The museum bills itself as a family museum with interactive exhibitions on espionage. It made headlines a couple years ago when it rebuilt Osama bin Laden's hiding place from which American forces pulled him out of in 2011. They also have props from a James Bond film and a hat that once belonged to Cuban leader Fidel Castro.
Instead of hanging Hitler's portraits all over the walls as they were in the original Führerbunker which was located between Potsdamer Platz and Brandenburg Gates in Berlin, the museum will instead hang empty black frames.
"We certainly don't want to recreate a place for the misguided people who still see him as a hero to come as a pilgrimage. We are planning against that," Mersmann said.
Mersmann, a historian billed as an espionage and terrorism expert on Top Secret's website, is working with two other historians and basing their plans from the floor plans that were in the Federal Archives, as well as pictures and other documentation of the building.
Even the reconstructed set for the movie The Downfall, depicting the Nazis fatal last stand in Berlin, is being used as part of Mersmann's plans.
The original bunker was stormed in 1945 by Russian troops shortly after news of Hitler's death by suicide became known. The Nazi leader had moved into the bunker at the beginning of the year and occupied its lower chambers, controlling German forces from there until it was clear that his battle was lost.

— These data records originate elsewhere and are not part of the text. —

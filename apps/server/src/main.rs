//! Driveline dealership server binary.

use dealer_store::SqliteDealerStore;
use driveline_server::{Config, create_app, create_state, init_tracing};

#[tokio::main]
async fn main() -> anyhow::Result<()> {
    dotenvy::dotenv().ok();

    let config = Config::from_env()?;
    init_tracing(&config.log_level);

    tracing::info!(database_url = %config.database_url, "Connecting to database");
    let store = SqliteDealerStore::connect(&config.database_url).await?;

    let addr = config.server_addr();
    let state = create_state(config, store);
    let app = create_app(state);

    let listener = tokio::net::TcpListener::bind(&addr).await?;
    tracing::info!(%addr, "Driveline server listening");
    axum::serve(listener, app).await?;

    Ok(())
}
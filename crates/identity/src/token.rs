//! Bearer token validation.

use chrono::{Duration, Utc};
use jsonwebtoken::{decode, encode, DecodingKey, EncodingKey, Header, Validation};
use serde::{Deserialize, Serialize};
use uuid::Uuid;

use crate::{IdentityError, IdentityResult, DEFAULT_TOKEN_EXPIRATION_HOURS, DEFAULT_TOKEN_ISSUER};

/// Claims carried by identity-provider access tokens.
#[derive(Debug, Clone, Serialize, Deserialize)]
pub struct Claims {
    /// Subject (opaque identity-provider user identifier).
    pub sub: String,
    /// Email address.
    pub email: String,
    /// Display name.
    #[serde(skip_serializing_if = "Option::is_none")]
    pub name: Option<String>,
    /// Profile image URL.
    #[serde(skip_serializing_if = "Option::is_none")]
    pub picture: Option<String>,
    /// Issued at timestamp.
    pub iat: i64,
    /// Expiration timestamp.
    pub exp: i64,
    /// Issuer.
    pub iss: String,
    /// Token ID.
    pub jti: String,
}

impl Claims {
    /// Creates new claims for a subject.
    pub fn new(
        subject: impl Into<String>,
        email: impl Into<String>,
        name: Option<String>,
        expiration_hours: u64,
    ) -> Self {
        let now = Utc::now();
        let exp = now + Duration::hours(expiration_hours as i64);

        Self {
            sub: subject.into(),
            email: email.into(),
            name,
            picture: None,
            iat: now.timestamp(),
            exp: exp.timestamp(),
            iss: DEFAULT_TOKEN_ISSUER.to_string(),
            jti: Uuid::new_v4().to_string(),
        }
    }

    /// Sets the issuer.
    pub fn with_issuer(mut self, issuer: impl Into<String>) -> Self {
        self.iss = issuer.into();
        self
    }

    /// Returns true if the token is expired.
    pub fn is_expired(&self) -> bool {
        Utc::now().timestamp() > self.exp
    }
}

/// Token verification configuration.
#[derive(Debug, Clone)]
pub struct IdentityConfig {
    /// Shared secret for HS256 verification.
    pub secret: String,
    /// Token expiration in hours (used when issuing tokens, e.g. in tests).
    pub expiration_hours: u64,
    /// Expected issuer.
    pub issuer: String,
}

impl IdentityConfig {
    /// Creates a new configuration.
    pub fn new(secret: impl Into<String>) -> Self {
        Self {
            secret: secret.into(),
            expiration_hours: DEFAULT_TOKEN_EXPIRATION_HOURS,
            issuer: DEFAULT_TOKEN_ISSUER.to_string(),
        }
    }

    /// Sets the expiration time in hours.
    pub fn with_expiration_hours(mut self, hours: u64) -> Self {
        self.expiration_hours = hours;
        self
    }

    /// Sets the issuer.
    pub fn with_issuer(mut self, issuer: impl Into<String>) -> Self {
        self.issuer = issuer.into();
        self
    }
}

/// Validates identity-provider bearer tokens.
#[derive(Clone)]
pub struct TokenVerifier {
    config: IdentityConfig,
    encoding_key: EncodingKey,
    decoding_key: DecodingKey,
}

impl std::fmt::Debug for TokenVerifier {
    fn fmt(&self, f: &mut std::fmt::Formatter<'_>) -> std::fmt::Result {
        f.debug_struct("TokenVerifier")
            .field("issuer", &self.config.issuer)
            .finish_non_exhaustive()
    }
}

impl TokenVerifier {
    /// Creates a new token verifier.
    pub fn new(config: IdentityConfig) -> Self {
        let encoding_key = EncodingKey::from_secret(config.secret.as_bytes());
        let decoding_key = DecodingKey::from_secret(config.secret.as_bytes());

        Self {
            config,
            encoding_key,
            decoding_key,
        }
    }

    /// Issues a token for a subject. Used by tests and local tooling; in
    /// production the identity provider mints the tokens.
    pub fn issue_token(
        &self,
        subject: impl Into<String>,
        email: impl Into<String>,
        name: Option<String>,
    ) -> IdentityResult<String> {
        let claims = Claims::new(subject, email, name, self.config.expiration_hours)
            .with_issuer(self.config.issuer.clone());

        encode(&Header::default(), &claims, &self.encoding_key)
            .map_err(|e| IdentityError::TokenEncoding(e.to_string()))
    }

    /// Validates and decodes a token.
    pub fn validate_token(&self, token: &str) -> IdentityResult<Claims> {
        let mut validation = Validation::default();
        validation.set_issuer(&[&self.config.issuer]);

        let token_data = decode::<Claims>(token, &self.decoding_key, &validation)?;

        Ok(token_data.claims)
    }
}

#[cfg(test)]
mod tests {
    use super::*;

    #[test]
    fn test_token_issue_and_validation() {
        let config = IdentityConfig::new("test-secret-key-must-be-long-enough-for-security");
        let verifier = TokenVerifier::new(config);

        let token = verifier
            .issue_token(
                "provider|abc123",
                "test@example.com",
                Some("Test User".to_string()),
            )
            .unwrap();

        let claims = verifier.validate_token(&token).unwrap();

        assert_eq!(claims.sub, "provider|abc123");
        assert_eq!(claims.email, "test@example.com");
        assert_eq!(claims.name, Some("Test User".to_string()));
        assert_eq!(claims.iss, DEFAULT_TOKEN_ISSUER);
        assert!(!claims.is_expired());
    }

    #[test]
    fn test_custom_issuer_round_trip() {
        let config = IdentityConfig::new("shared-secret-long-enough-for-tests")
            .with_issuer("other-idp");
        let verifier = TokenVerifier::new(config);

        let token = verifier
            .issue_token("provider|abc", "test@example.com", None)
            .unwrap();
        let claims = verifier.validate_token(&token).unwrap();
        assert_eq!(claims.iss, "other-idp");
    }

    #[test]
    fn test_invalid_token() {
        let config = IdentityConfig::new("test-secret-key-must-be-long-enough-for-security");
        let verifier = TokenVerifier::new(config);

        assert!(verifier.validate_token("invalid-token").is_err());
    }

    #[test]
    fn test_wrong_secret() {
        let verifier1 = TokenVerifier::new(IdentityConfig::new("secret-one-must-be-long-enough"));
        let verifier2 = TokenVerifier::new(IdentityConfig::new("secret-two-must-be-long-enough"));

        let token = verifier1
            .issue_token("provider|abc", "test@example.com", None)
            .unwrap();

        assert!(verifier2.validate_token(&token).is_err());
    }

    #[test]
    fn test_wrong_issuer() {
        let issuing =
            IdentityConfig::new("shared-secret-long-enough-for-tests").with_issuer("other-idp");
        let verifying = IdentityConfig::new("shared-secret-long-enough-for-tests");

        let token = TokenVerifier::new(issuing)
            .issue_token("provider|abc", "test@example.com", None)
            .unwrap();

        assert!(TokenVerifier::new(verifying).validate_token(&token).is_err());
    }
}
//! Wire request types.

use dealer_store::CarSort;
use entities::{BookingStatus, CarStatus};
use serde::{Deserialize, Serialize};

fn default_page() -> u32 {
    1
}

fn default_page_size() -> u32 {
    12
}

// ============================================================================
// Catalog requests
// ============================================================================

#[derive(Debug, Clone, Default, Serialize, Deserialize)]
pub struct ListCarsRequest {
    pub search: Option<String>,
    pub make: Option<String>,
    pub body_type: Option<String>,
    pub fuel_type: Option<String>,
    pub transmission: Option<String>,
    pub min_price: Option<f64>,
    pub max_price: Option<f64>,
    pub sort: Option<CarSort>,
    #[serde(default = "default_page")]
    pub page: u32,
    #[serde(default = "default_page_size")]
    pub page_size: u32,
}

#[derive(Debug, Clone, Serialize, Deserialize)]
pub struct GetCarRequest {
    pub car_id: String,
}

#[derive(Debug, Clone, Default, Serialize, Deserialize)]
pub struct FeaturedCarsRequest {
    pub limit: Option<u32>,
}

#[derive(Debug, Clone, Default, Serialize, Deserialize)]
pub struct CarFacetsRequest {}

#[derive(Debug, Clone, Serialize, Deserialize)]
pub struct ImageSearchRequest {
    /// Base64-encoded image bytes.
    pub image_base64: String,
    /// MIME type of the image; defaults to JPEG.
    pub mime_type: Option<String>,
    #[serde(default = "default_page")]
    pub page: u32,
    #[serde(default = "default_page_size")]
    pub page_size: u32,
}

#[derive(Debug, Clone, Serialize, Deserialize)]
pub struct ToggleSavedCarRequest {
    pub car_id: String,
}

#[derive(Debug, Clone, Default, Serialize, Deserialize)]
pub struct ListSavedCarsRequest {}

// ============================================================================
// Test-drive requests
// ============================================================================

#[derive(Debug, Clone, Serialize, Deserialize)]
pub struct BookTestDriveRequest {
    pub car_id: String,
    /// ISO-8601 calendar date.
    pub booking_date: String,
    /// Local start time, "HH:MM".
    pub start_time: String,
    /// Local end time, "HH:MM".
    pub end_time: String,
    pub notes: Option<String>,
}

#[derive(Debug, Clone, Default, Serialize, Deserialize)]
pub struct ListUserTestDrivesRequest {}

#[derive(Debug, Clone, Serialize, Deserialize)]
pub struct CancelTestDriveRequest {
    pub booking_id: String,
}

// ============================================================================
// Admin requests
// ============================================================================

#[derive(Debug, Clone, Serialize, Deserialize)]
pub struct CreateCarRequest {
    pub make: String,
    pub model: String,
    pub year: i32,
    pub price: f64,
    pub mileage: i32,
    pub color: String,
    pub fuel_type: String,
    pub transmission: String,
    pub body_type: String,
    pub seats: Option<i32>,
    pub description: String,
    #[serde(default)]
    pub featured: bool,
    #[serde(default)]
    pub images: Vec<String>,
}

#[derive(Debug, Clone, Default, Serialize, Deserialize)]
pub struct AdminListCarsRequest {
    /// Substring search over make, model, and description.
    pub search: Option<String>,
    #[serde(default = "default_page")]
    pub page: u32,
    #[serde(default = "default_page_size")]
    pub page_size: u32,
}

/// Partial car update; absent fields are left unchanged.
#[derive(Debug, Clone, Serialize, Deserialize)]
pub struct UpdateCarRequest {
    pub car_id: String,
    pub price: Option<f64>,
    pub mileage: Option<i32>,
    pub description: Option<String>,
    pub status: Option<CarStatus>,
    pub featured: Option<bool>,
    pub images: Option<Vec<String>>,
}

#[derive(Debug, Clone, Serialize, Deserialize)]
pub struct DeleteCarRequest {
    pub car_id: String,
}

#[derive(Debug, Clone, Serialize, Deserialize)]
pub struct ExtractCarDetailsRequest {
    /// Base64-encoded image bytes.
    pub image_base64: String,
    /// MIME type of the image; defaults to JPEG.
    pub mime_type: Option<String>,
}

#[derive(Debug, Clone, Default, Serialize, Deserialize)]
pub struct AdminListTestDrivesRequest {
    pub status: Option<BookingStatus>,
    /// Substring search over customer email and car make/model.
    pub search: Option<String>,
    #[serde(default = "default_page")]
    pub page: u32,
    #[serde(default = "default_page_size")]
    pub page_size: u32,
}

#[derive(Debug, Clone, Serialize, Deserialize)]
pub struct UpdateTestDriveStatusRequest {
    pub booking_id: String,
    pub status: BookingStatus,
}

#[derive(Debug, Clone, Default, Serialize, Deserialize)]
pub struct DashboardRequest {}
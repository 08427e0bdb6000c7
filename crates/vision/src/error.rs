//! Vision error types.

use thiserror::Error;

/// Errors that can occur during vision-model extraction.
#[derive(Debug, Error)]
pub enum VisionError {
    /// HTTP transport error.
    #[error("HTTP error: {0}")]
    Http(#[from] reqwest::Error),

    /// The model API returned a non-success status.
    #[error("Vision API error ({status}): {message}")]
    Api { status: u16, message: String },

    /// The model returned no usable candidate text.
    #[error("Vision model returned an empty response")]
    EmptyResponse,

    /// The model output could not be parsed into the expected shape.
    #[error("Failed to parse vision model output: {0}")]
    Parse(String),
}

/// Result type for vision operations.
pub type VisionResult<T> = Result<T, VisionError>;
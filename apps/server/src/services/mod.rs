//! Domain services.

pub mod bookings;
pub mod revalidation;
//! Vision-model car detail extraction for DriveLine.
//!
//! Sends an uploaded car image to a vision-capable generative model and maps
//! the structured response onto car-attribute fields. Used for admin car
//! intake and for customer image search. No caching, no retries: a failed
//! call surfaces as a single terminal error.

mod client;
mod details;
mod error;

pub use client::*;
pub use details::*;
pub use error::*;
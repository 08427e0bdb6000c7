//! Application state.

use std::sync::Arc;

use dealer_store::DealerStore;
use identity::TokenVerifier;
use tokio::sync::RwLock;
use vision::VisionClient;

use crate::config::Config;
use crate::services::revalidation::{CacheEvent, RevalidationQueue};

/// Shared application state.
pub struct AppState<S: DealerStore> {
    /// Server configuration.
    pub config: Config,
    /// Dealer store.
    pub store: S,
    /// Identity-provider token verifier.
    pub verifier: TokenVerifier,
    /// Vision model client (absent when AI features are not configured).
    pub vision: Option<VisionClient>,
    /// Stale view paths awaiting revalidation.
    pub revalidation: RwLock<RevalidationQueue>,
}

impl<S: DealerStore> AppState<S> {
    /// Creates new application state.
    pub fn new(
        config: Config,
        store: S,
        verifier: TokenVerifier,
        vision: Option<VisionClient>,
    ) -> Self {
        Self {
            config,
            store,
            verifier,
            vision,
            revalidation: RwLock::new(RevalidationQueue::new()),
        }
    }

    /// Folds workflow cache events into the revalidation queue.
    pub async fn record_events(&self, events: &[CacheEvent]) {
        if events.is_empty() {
            return;
        }
        let mut queue = self.revalidation.write().await;
        queue.record_all(events);
    }
}

/// Type alias for shared state.
pub type SharedState<S> = Arc<AppState<S>>;

/// Creates shared state.
pub fn create_shared_state<S: DealerStore>(
    config: Config,
    store: S,
    verifier: TokenVerifier,
    vision: Option<VisionClient>,
) -> SharedState<S> {
    Arc::new(AppState::new(config, store, verifier, vision))
}
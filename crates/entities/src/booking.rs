//! Test-drive booking entity definitions.

use chrono::{DateTime, NaiveDate, Utc};
use serde::{Deserialize, Serialize};
use uuid::Uuid;

/// Status of a test-drive booking.
#[derive(Debug, Clone, Copy, PartialEq, Eq, Hash, Serialize, Deserialize)]
#[serde(rename_all = "SCREAMING_SNAKE_CASE")]
pub enum BookingStatus {
    /// Requested by the customer, awaiting confirmation.
    Pending,
    /// Confirmed by an administrator.
    Confirmed,
    /// Test drive took place.
    Completed,
    /// Cancelled by the owner or an administrator.
    Cancelled,
    /// Customer did not show up.
    NoShow,
}

impl Default for BookingStatus {
    fn default() -> Self {
        Self::Pending
    }
}

impl BookingStatus {
    /// Returns true if the booking counts against slot uniqueness.
    pub fn is_active(self) -> bool {
        matches!(self, Self::Pending | Self::Confirmed)
    }

    /// Returns true if no further transitions are allowed.
    pub fn is_terminal(self) -> bool {
        matches!(self, Self::Completed | Self::Cancelled | Self::NoShow)
    }

    /// Returns true if a transition from `self` to `next` is allowed.
    ///
    /// Transitions are monotonic: Pending may become Confirmed or Cancelled;
    /// Confirmed may become Completed, Cancelled, or NoShow; terminal states
    /// admit nothing.
    pub fn can_transition_to(self, next: Self) -> bool {
        match self {
            Self::Pending => matches!(next, Self::Confirmed | Self::Cancelled),
            Self::Confirmed => matches!(next, Self::Completed | Self::Cancelled | Self::NoShow),
            Self::Completed | Self::Cancelled | Self::NoShow => false,
        }
    }
}

/// A test-drive booking for a car.
///
/// Bookings are never physically deleted; they only move through status
/// transitions.
#[derive(Debug, Clone, Serialize, Deserialize)]
pub struct Booking {
    /// Unique identifier.
    pub id: Uuid,
    /// Booked car ID.
    pub car_id: Uuid,
    /// Owning user ID.
    pub user_id: Uuid,
    /// Calendar date of the test drive.
    pub booking_date: NaiveDate,
    /// Local start time, "HH:MM".
    pub start_time: String,
    /// Local end time, "HH:MM".
    pub end_time: String,
    /// Optional free-text notes from the customer.
    pub notes: Option<String>,
    /// Current status.
    pub status: BookingStatus,
    /// When this record was created.
    pub created_at: DateTime<Utc>,
    /// When this record was last updated.
    pub updated_at: DateTime<Utc>,
}

impl Booking {
    /// Creates a new pending booking.
    pub fn new(
        car_id: Uuid,
        user_id: Uuid,
        booking_date: NaiveDate,
        start_time: impl Into<String>,
        end_time: impl Into<String>,
    ) -> Self {
        let now = Utc::now();
        Self {
            id: Uuid::new_v4(),
            car_id,
            user_id,
            booking_date,
            start_time: start_time.into(),
            end_time: end_time.into(),
            notes: None,
            status: BookingStatus::Pending,
            created_at: now,
            updated_at: now,
        }
    }

    /// Sets the notes.
    pub fn with_notes(mut self, notes: impl Into<String>) -> Self {
        self.notes = Some(notes.into());
        self
    }
}
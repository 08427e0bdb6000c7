//! Driveline dealership server library.
//!
//! Wires the dealer store, identity verification, and the vision client into
//! an axum application.

pub mod api;
pub mod config;
pub mod error;
pub mod middleware;
pub mod services;
pub mod state;

use axum::Router;
use dealer_store::DealerStore;
use identity::{IdentityConfig, TokenVerifier};
use tower_http::{cors::CorsLayer, trace::TraceLayer};
use vision::VisionClient;

pub use config::Config;
pub use error::{ServerError, ServerResult};
pub use state::{AppState, SharedState, create_shared_state};

/// Builds shared application state from the configuration and a store.
pub fn create_state<S: DealerStore>(config: Config, store: S) -> SharedState<S> {
    let verifier = TokenVerifier::new(IdentityConfig::new(config.jwt_secret.clone()));

    let vision = config.gemini_api_key.as_ref().map(|key| {
        let client = VisionClient::new(key.clone());
        match &config.gemini_model {
            Some(model) => client.with_model(model.clone()),
            None => client,
        }
    });
    if vision.is_none() {
        tracing::warn!("Vision API key not configured; AI endpoints will be unavailable");
    }

    create_shared_state(config, store, verifier, vision)
}

/// Builds the application router with tracing and CORS layers applied.
pub fn create_app<S: DealerStore + 'static>(state: SharedState<S>) -> Router {
    api::create_router(state)
        .layer(TraceLayer::new_for_http())
        .layer(CorsLayer::permissive())
}

/// Initializes the tracing subscriber.
///
/// `RUST_LOG` takes precedence over the configured level.
pub fn init_tracing(log_level: &str) {
    use tracing_subscriber::EnvFilter;

    let filter = EnvFilter::try_from_default_env()
        .unwrap_or_else(|_| EnvFilter::new(log_level));

    tracing_subscriber::fmt().with_env_filter(filter).init();
}
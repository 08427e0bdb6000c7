//! Identity-provider token validation for DriveLine.
//!
//! The platform delegates sign-in to an external identity provider; this
//! crate validates the bearer tokens that provider issues and exposes the
//! claims (subject, email, name) the server maps onto internal user records.

mod error;
mod token;

pub use error::*;
pub use token::*;

/// Default token expiration time in hours.
pub const DEFAULT_TOKEN_EXPIRATION_HOURS: u64 = 24;

/// Default token issuer.
pub const DEFAULT_TOKEN_ISSUER: &str = "driveline";
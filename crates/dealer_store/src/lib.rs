//! Inventory, booking, and wishlist storage for DriveLine.
//!
//! This crate provides the storage abstraction for cars, users, test-drive
//! bookings, and saved-car associations. It ships a SQLite implementation
//! for production use and an in-memory implementation for tests.

mod error;
mod memory;
mod sqlite;
mod traits;

pub use error::*;
pub use memory::*;
pub use sqlite::*;
pub use traits::*;
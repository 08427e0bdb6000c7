//! Dealer store trait definitions.

use async_trait::async_trait;
use chrono::NaiveDate;
use entities::{Booking, BookingStatus, Car, CarStatus, User};
use uuid::Uuid;

use crate::StoreResult;

/// Sort order for car listings.
#[derive(Debug, Clone, Copy, PartialEq, Eq, Default, serde::Serialize, serde::Deserialize)]
#[serde(rename_all = "snake_case")]
pub enum CarSort {
    /// Newest listings first.
    #[default]
    Newest,
    /// Cheapest first.
    PriceAsc,
    /// Most expensive first.
    PriceDesc,
}

/// Filter options for listing cars.
///
/// All supplied filters apply conjunctively. Text matches are
/// case-insensitive; `search` is a substring match over make, model, and
/// description.
#[derive(Debug, Clone, Default)]
pub struct CarFilter {
    /// Free-text search over make/model/description.
    pub search: Option<String>,
    /// Filter by make.
    pub make: Option<String>,
    /// Filter by body type.
    pub body_type: Option<String>,
    /// Filter by fuel type.
    pub fuel_type: Option<String>,
    /// Filter by transmission.
    pub transmission: Option<String>,
    /// Filter by lifecycle status.
    pub status: Option<CarStatus>,
    /// Only featured cars.
    pub featured: Option<bool>,
    /// Minimum price, inclusive.
    pub min_price: Option<f64>,
    /// Maximum price, inclusive.
    pub max_price: Option<f64>,
    /// Sort order.
    pub sort: CarSort,
    /// Maximum number of results.
    pub limit: Option<u32>,
    /// Offset for pagination.
    pub offset: Option<u32>,
}

/// Filter options for listing bookings.
#[derive(Debug, Clone, Default)]
pub struct BookingFilter {
    /// Filter by owning user ID.
    pub user_id: Option<Uuid>,
    /// Filter by car ID.
    pub car_id: Option<Uuid>,
    /// Filter by status.
    pub status: Option<BookingStatus>,
    /// Filter by booking date.
    pub booking_date: Option<NaiveDate>,
    /// Maximum number of results.
    pub limit: Option<u32>,
    /// Offset for pagination.
    pub offset: Option<u32>,
}

/// Trait for dealership storage operations.
#[async_trait]
pub trait DealerStore: Send + Sync {
    // =========================================================================
    // User operations
    // =========================================================================

    /// Creates a new user.
    async fn create_user(&self, user: User) -> StoreResult<User>;

    /// Gets a user by ID.
    async fn get_user(&self, id: Uuid) -> StoreResult<Option<User>>;

    /// Gets a user by external identity-provider subject.
    async fn get_user_by_external_id(&self, external_id: &str) -> StoreResult<Option<User>>;

    // =========================================================================
    // Car operations
    // =========================================================================

    /// Creates a new car.
    async fn create_car(&self, car: Car) -> StoreResult<Car>;

    /// Gets a car by ID.
    async fn get_car(&self, id: Uuid) -> StoreResult<Option<Car>>;

    /// Lists cars matching the filter, returning the page and the total
    /// number of matches before pagination.
    async fn list_cars(&self, filter: CarFilter) -> StoreResult<(Vec<Car>, u32)>;

    /// Updates a car.
    async fn update_car(&self, car: Car) -> StoreResult<Car>;

    /// Deletes a car and its wishlist entries. Booking history referencing
    /// the car is left in place (bookings are never physically deleted).
    async fn delete_car(&self, id: Uuid) -> StoreResult<()>;

    /// Lists the distinct makes present in the catalog.
    async fn distinct_makes(&self) -> StoreResult<Vec<String>>;

    /// Lists the distinct body types present in the catalog.
    async fn distinct_body_types(&self) -> StoreResult<Vec<String>>;

    // =========================================================================
    // Booking operations
    // =========================================================================

    /// Creates a new booking.
    ///
    /// The slot-uniqueness invariant is enforced here atomically: if another
    /// booking with an active status (PENDING or CONFIRMED) already holds the
    /// same (car, date, start time) slot, the insert fails with
    /// [`StoreError::SlotConflict`](crate::StoreError::SlotConflict) and no
    /// row is written.
    async fn create_booking(&self, booking: Booking) -> StoreResult<Booking>;

    /// Gets a booking by ID.
    async fn get_booking(&self, id: Uuid) -> StoreResult<Option<Booking>>;

    /// Lists bookings matching the filter, newest booking date first.
    async fn list_bookings(&self, filter: BookingFilter) -> StoreResult<Vec<Booking>>;

    /// Updates a booking's status.
    ///
    /// Fails with `InvalidStateTransition` if the transition is not allowed
    /// by [`BookingStatus::can_transition_to`]. The stored record is left
    /// untouched on failure.
    async fn update_booking_status(
        &self,
        id: Uuid,
        status: BookingStatus,
    ) -> StoreResult<Booking>;

    // =========================================================================
    // Saved car operations
    // =========================================================================

    /// Saves a car to a user's wishlist. Idempotent.
    async fn save_car(&self, user_id: Uuid, car_id: Uuid) -> StoreResult<()>;

    /// Removes a car from a user's wishlist. Returns true if it was present.
    async fn unsave_car(&self, user_id: Uuid, car_id: Uuid) -> StoreResult<bool>;

    /// Returns true if the car is on the user's wishlist.
    async fn is_car_saved(&self, user_id: Uuid, car_id: Uuid) -> StoreResult<bool>;

    /// Returns the IDs of all cars on the user's wishlist.
    async fn saved_car_ids(&self, user_id: Uuid) -> StoreResult<Vec<Uuid>>;

    /// Lists the cars on a user's wishlist, most recently saved first.
    async fn list_saved_cars(&self, user_id: Uuid) -> StoreResult<Vec<Car>>;
}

The Führerbunker was destroyed in 1947 and the rooms buried under its own rubble. All that remains to be seen now is a car park. The only thing marking its former site is an information board showing a rough schematic plan and its historical facts. It was erected in 2006 ahead of Germany playing host to the World Cup. The policy on Nazi landmarks in Germany has always been to make them forgettable as to avoid neo-Nazis making pilgrimages to the sites.
This isn't the first time that an organisation tried to recreate Hitler as part of their museum experience. When Madame Tussaud's wax museum announced they were creating a Hitler figure to be included in its Berlin centre, there was much outcry about it. Upon opening, the exhibit's second visitor in ran to the exhibition and decapitated the model while yelling "No more war!" in German.
But Mersmann feels confident in going ahead with his plans.
"There is great interest in these things. People want to see it," he said.
Mersmann hopes to have the basement bunker open in time for the summer season and though the exhibition will be a permanent part of his museum, visitors will have to pay an extra €3 on top of the €12.50 ticket price.